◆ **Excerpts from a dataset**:
--*--

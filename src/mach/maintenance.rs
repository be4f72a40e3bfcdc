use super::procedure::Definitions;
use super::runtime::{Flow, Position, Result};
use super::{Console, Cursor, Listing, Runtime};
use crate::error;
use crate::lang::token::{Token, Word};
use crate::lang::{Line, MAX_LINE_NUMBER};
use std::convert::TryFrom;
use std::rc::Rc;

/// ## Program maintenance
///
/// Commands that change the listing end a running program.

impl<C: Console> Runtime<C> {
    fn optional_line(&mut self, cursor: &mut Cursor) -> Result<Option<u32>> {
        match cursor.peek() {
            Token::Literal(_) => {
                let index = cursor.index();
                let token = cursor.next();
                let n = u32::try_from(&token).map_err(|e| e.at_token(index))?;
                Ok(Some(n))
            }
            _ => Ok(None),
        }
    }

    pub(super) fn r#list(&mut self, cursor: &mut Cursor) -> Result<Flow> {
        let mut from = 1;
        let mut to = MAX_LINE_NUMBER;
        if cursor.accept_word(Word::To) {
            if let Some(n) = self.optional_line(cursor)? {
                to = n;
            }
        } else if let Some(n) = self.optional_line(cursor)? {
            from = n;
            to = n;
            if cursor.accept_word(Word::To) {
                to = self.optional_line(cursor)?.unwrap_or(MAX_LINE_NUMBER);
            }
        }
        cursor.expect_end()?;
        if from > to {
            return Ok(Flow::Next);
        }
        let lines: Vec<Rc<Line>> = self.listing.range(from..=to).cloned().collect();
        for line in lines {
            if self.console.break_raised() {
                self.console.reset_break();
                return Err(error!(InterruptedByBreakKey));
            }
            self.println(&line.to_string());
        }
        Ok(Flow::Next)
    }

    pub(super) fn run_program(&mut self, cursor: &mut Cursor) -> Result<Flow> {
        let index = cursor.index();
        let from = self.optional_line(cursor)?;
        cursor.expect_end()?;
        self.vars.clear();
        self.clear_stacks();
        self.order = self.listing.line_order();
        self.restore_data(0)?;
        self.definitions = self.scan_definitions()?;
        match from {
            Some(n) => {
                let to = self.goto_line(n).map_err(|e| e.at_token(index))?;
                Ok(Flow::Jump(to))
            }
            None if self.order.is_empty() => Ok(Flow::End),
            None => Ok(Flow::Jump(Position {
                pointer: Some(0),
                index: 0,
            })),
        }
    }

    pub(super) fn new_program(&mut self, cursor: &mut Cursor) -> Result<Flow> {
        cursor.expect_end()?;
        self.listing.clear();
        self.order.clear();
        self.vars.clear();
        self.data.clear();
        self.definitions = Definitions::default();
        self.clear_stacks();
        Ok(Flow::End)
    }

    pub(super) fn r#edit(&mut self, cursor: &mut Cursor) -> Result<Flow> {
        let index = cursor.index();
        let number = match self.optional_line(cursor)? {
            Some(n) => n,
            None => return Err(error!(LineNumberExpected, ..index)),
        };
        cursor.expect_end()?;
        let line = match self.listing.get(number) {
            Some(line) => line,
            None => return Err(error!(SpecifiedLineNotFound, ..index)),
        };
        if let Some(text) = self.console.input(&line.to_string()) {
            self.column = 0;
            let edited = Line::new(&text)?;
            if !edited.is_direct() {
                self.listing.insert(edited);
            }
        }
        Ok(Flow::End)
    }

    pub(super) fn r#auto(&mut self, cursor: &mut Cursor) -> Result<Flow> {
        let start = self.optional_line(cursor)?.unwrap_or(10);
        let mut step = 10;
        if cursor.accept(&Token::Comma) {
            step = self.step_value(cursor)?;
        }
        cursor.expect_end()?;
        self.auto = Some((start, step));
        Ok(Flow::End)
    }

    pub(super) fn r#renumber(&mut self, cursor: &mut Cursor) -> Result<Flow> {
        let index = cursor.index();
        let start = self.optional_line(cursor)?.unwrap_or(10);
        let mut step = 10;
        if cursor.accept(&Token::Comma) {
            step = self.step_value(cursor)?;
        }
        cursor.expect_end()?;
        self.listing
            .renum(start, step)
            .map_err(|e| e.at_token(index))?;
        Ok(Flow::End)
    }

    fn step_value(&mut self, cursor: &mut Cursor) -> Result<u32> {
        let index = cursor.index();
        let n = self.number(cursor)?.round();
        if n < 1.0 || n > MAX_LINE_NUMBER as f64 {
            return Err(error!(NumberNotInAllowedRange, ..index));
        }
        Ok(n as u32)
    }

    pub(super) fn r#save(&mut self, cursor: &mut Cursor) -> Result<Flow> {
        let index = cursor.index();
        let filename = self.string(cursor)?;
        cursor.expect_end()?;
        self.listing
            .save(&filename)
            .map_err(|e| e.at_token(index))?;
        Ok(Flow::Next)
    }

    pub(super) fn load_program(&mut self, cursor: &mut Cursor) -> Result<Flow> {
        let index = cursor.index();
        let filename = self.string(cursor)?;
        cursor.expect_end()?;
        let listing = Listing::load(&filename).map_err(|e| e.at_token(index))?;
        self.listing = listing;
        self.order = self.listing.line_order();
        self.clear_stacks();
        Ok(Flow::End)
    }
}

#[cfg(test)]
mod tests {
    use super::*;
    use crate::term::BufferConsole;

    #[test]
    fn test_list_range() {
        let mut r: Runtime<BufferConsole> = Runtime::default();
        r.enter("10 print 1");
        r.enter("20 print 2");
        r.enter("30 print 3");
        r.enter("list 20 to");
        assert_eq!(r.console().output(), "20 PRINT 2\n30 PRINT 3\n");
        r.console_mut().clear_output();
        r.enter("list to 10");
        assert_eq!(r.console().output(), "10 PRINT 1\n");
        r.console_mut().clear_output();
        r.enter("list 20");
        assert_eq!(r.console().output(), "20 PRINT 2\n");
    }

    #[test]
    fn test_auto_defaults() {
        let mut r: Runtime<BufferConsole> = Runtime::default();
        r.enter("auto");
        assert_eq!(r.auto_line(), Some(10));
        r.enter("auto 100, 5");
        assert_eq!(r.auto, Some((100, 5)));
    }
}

--*--

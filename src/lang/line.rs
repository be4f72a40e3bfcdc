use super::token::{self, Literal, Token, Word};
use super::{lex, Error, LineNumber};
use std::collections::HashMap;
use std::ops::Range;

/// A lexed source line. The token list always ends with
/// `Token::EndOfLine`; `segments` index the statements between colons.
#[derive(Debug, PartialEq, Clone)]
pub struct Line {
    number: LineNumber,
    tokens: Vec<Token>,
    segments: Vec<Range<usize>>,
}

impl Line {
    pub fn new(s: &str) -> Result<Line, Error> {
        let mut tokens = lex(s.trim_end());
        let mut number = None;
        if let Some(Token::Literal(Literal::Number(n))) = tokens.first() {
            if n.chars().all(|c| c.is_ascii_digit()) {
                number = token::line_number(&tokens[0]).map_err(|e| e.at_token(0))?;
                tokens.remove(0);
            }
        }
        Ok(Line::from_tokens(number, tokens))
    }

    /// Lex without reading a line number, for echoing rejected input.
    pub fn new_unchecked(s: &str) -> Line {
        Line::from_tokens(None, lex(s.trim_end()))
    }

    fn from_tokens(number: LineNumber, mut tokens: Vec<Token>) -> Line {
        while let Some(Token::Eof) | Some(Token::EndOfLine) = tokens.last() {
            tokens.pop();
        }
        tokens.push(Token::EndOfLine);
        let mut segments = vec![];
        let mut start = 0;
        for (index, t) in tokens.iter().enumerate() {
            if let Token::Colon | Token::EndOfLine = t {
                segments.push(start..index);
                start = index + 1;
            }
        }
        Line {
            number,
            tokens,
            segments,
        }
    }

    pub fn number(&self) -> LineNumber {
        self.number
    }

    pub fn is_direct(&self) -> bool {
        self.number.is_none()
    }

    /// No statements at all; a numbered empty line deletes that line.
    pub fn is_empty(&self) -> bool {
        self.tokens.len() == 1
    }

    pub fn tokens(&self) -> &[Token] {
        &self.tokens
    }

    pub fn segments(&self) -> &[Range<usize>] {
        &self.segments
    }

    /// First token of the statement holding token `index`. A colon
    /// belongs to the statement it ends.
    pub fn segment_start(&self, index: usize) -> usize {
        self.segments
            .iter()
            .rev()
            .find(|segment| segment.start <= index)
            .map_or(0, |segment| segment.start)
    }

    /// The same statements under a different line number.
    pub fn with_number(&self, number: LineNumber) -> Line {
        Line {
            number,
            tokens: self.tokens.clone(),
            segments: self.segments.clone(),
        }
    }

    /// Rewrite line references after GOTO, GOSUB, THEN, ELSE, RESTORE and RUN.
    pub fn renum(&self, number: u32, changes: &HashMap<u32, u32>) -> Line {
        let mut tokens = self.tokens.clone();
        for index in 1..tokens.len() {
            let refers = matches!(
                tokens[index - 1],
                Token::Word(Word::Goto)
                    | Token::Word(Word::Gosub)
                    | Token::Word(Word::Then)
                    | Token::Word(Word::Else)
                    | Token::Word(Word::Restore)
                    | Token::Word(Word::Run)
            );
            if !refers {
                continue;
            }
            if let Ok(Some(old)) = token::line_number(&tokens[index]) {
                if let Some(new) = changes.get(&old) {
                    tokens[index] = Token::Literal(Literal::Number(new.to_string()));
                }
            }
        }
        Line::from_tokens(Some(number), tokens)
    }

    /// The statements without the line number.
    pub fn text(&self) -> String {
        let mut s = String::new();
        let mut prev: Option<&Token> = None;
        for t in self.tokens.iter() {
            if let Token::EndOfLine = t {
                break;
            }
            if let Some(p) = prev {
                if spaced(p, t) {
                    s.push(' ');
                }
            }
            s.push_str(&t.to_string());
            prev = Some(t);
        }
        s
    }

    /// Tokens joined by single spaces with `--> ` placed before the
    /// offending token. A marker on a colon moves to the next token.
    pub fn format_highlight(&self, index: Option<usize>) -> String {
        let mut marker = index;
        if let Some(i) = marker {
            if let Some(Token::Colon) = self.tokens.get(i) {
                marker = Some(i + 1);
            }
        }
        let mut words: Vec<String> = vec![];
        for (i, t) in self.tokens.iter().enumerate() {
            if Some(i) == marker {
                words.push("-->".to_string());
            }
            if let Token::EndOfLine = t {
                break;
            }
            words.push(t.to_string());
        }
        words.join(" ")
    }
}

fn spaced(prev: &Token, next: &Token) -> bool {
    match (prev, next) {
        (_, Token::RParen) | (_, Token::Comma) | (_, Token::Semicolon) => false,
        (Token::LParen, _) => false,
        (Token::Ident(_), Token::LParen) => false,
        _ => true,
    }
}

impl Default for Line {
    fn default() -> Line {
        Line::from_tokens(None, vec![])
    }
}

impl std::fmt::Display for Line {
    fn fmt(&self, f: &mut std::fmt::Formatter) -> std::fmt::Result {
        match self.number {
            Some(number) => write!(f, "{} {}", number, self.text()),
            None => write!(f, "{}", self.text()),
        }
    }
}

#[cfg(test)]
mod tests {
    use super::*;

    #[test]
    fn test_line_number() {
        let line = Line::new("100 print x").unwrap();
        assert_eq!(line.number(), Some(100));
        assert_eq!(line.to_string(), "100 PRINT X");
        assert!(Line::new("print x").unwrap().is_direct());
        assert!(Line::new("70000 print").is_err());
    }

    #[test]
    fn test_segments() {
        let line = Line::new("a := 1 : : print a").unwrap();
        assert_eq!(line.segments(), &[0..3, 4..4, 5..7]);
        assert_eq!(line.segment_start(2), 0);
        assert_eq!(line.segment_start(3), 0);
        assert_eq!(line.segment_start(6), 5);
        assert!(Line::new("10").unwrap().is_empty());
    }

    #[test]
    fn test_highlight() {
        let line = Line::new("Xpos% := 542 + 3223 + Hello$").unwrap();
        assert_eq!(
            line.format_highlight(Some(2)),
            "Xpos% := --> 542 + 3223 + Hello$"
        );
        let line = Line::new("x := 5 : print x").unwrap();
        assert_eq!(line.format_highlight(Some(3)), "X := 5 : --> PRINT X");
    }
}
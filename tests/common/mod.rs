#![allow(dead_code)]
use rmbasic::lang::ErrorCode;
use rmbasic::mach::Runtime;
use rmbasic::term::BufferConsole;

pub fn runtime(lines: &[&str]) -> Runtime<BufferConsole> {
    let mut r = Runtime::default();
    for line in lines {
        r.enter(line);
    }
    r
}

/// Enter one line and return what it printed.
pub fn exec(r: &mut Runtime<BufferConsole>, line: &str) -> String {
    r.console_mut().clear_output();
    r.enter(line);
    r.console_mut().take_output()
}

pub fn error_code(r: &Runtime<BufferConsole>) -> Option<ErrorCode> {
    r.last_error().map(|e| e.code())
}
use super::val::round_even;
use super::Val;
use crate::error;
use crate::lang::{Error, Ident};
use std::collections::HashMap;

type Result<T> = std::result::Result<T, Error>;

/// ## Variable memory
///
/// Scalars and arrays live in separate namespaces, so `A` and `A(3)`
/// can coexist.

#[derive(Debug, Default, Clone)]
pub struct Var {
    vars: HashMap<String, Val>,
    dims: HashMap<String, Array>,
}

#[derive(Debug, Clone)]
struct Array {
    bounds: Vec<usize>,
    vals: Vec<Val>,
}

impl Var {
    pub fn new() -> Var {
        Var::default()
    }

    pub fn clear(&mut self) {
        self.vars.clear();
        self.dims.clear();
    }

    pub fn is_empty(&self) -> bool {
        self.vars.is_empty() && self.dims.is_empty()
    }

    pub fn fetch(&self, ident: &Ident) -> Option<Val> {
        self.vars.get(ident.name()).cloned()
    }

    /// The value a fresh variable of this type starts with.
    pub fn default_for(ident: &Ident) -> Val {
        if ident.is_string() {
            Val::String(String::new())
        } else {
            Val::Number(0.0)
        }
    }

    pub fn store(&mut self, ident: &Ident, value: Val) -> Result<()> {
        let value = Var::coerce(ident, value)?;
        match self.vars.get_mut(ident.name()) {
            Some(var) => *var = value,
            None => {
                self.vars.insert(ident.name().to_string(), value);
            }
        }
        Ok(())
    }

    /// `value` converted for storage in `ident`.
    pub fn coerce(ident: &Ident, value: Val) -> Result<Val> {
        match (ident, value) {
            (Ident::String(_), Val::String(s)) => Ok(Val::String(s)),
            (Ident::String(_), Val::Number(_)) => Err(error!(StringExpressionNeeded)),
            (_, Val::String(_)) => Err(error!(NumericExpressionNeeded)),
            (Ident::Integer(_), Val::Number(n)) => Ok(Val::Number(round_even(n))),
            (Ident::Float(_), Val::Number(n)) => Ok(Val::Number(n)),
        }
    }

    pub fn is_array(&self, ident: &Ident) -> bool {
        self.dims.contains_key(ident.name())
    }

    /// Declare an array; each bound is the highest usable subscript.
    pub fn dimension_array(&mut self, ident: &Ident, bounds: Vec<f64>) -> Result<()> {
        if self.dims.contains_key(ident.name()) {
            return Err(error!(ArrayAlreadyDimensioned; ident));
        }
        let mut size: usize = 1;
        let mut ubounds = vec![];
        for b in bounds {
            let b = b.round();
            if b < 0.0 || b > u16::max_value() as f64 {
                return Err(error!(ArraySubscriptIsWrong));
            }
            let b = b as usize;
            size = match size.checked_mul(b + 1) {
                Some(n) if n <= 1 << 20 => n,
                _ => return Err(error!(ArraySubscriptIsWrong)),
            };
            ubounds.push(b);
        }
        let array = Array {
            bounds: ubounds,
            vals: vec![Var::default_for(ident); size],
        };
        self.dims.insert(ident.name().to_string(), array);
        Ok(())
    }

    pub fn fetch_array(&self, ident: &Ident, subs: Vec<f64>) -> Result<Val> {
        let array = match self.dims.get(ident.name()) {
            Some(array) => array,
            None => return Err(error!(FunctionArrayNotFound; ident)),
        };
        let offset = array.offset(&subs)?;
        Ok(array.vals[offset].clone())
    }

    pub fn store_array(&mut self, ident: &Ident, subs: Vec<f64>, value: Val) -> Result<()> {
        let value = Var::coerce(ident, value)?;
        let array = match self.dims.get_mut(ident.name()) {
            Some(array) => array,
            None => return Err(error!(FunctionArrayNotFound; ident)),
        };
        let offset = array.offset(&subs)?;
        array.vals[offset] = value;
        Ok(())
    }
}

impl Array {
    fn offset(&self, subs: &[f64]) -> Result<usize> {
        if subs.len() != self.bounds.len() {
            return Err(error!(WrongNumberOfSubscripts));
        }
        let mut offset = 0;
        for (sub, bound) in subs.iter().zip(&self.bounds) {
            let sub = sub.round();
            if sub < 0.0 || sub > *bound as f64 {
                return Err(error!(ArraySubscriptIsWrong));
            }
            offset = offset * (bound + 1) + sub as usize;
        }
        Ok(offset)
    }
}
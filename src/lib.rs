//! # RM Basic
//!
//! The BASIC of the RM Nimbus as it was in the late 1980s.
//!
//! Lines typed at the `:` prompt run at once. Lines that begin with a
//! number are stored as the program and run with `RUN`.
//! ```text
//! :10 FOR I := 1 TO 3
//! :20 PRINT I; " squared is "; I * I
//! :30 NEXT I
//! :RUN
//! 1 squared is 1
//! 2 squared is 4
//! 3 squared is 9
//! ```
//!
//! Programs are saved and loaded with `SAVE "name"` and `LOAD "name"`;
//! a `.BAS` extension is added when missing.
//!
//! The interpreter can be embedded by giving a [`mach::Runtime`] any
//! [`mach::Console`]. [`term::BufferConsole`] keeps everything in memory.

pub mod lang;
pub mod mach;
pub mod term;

--*--

◆ **How to complete this task**:
Reproduce, character for character, only the lines of the preceding data that start at the line with "filename src/mach/maintenance.rs" and end at the line with "return Err(error!(InterruptedByBreakKey));", both included.

◆ **Response for this exercise**:
filename src/mach/maintenance.rs
repository be4f72a40e3bfcdc
use super::procedure::Definitions;
use super::runtime::{Flow, Position, Result};
use super::{Console, Cursor, Listing, Runtime};
use crate::error;
use crate::lang::token::{Token, Word};
use crate::lang::{Line, MAX_LINE_NUMBER};
use std::convert::TryFrom;
use std::rc::Rc;

/// ## Program maintenance
///
/// Commands that change the listing end a running program.

impl<C: Console> Runtime<C> {
    fn optional_line(&mut self, cursor: &mut Cursor) -> Result<Option<u32>> {
        match cursor.peek() {
            Token::Literal(_) => {
                let index = cursor.index();
                let token = cursor.next();
                let n = u32::try_from(&token).map_err(|e| e.at_token(index))?;
                Ok(Some(n))
            }
            _ => Ok(None),
        }
    }

    pub(super) fn r#list(&mut self, cursor: &mut Cursor) -> Result<Flow> {
        let mut from = 1;
        let mut to = MAX_LINE_NUMBER;
        if cursor.accept_word(Word::To) {
            if let Some(n) = self.optional_line(cursor)? {
                to = n;
            }
        } else if let Some(n) = self.optional_line(cursor)? {
            from = n;
            to = n;
            if cursor.accept_word(Word::To) {
                to = self.optional_line(cursor)?.unwrap_or(MAX_LINE_NUMBER);
            }
        }
        cursor.expect_end()?;
        if from > to {
            return Ok(Flow::Next);
        }
        let lines: Vec<Rc<Line>> = self.listing.range(from..=to).cloned().collect();
        for line in lines {
            if self.console.break_raised() {
                self.console.reset_break();
                return Err(error!(InterruptedByBreakKey));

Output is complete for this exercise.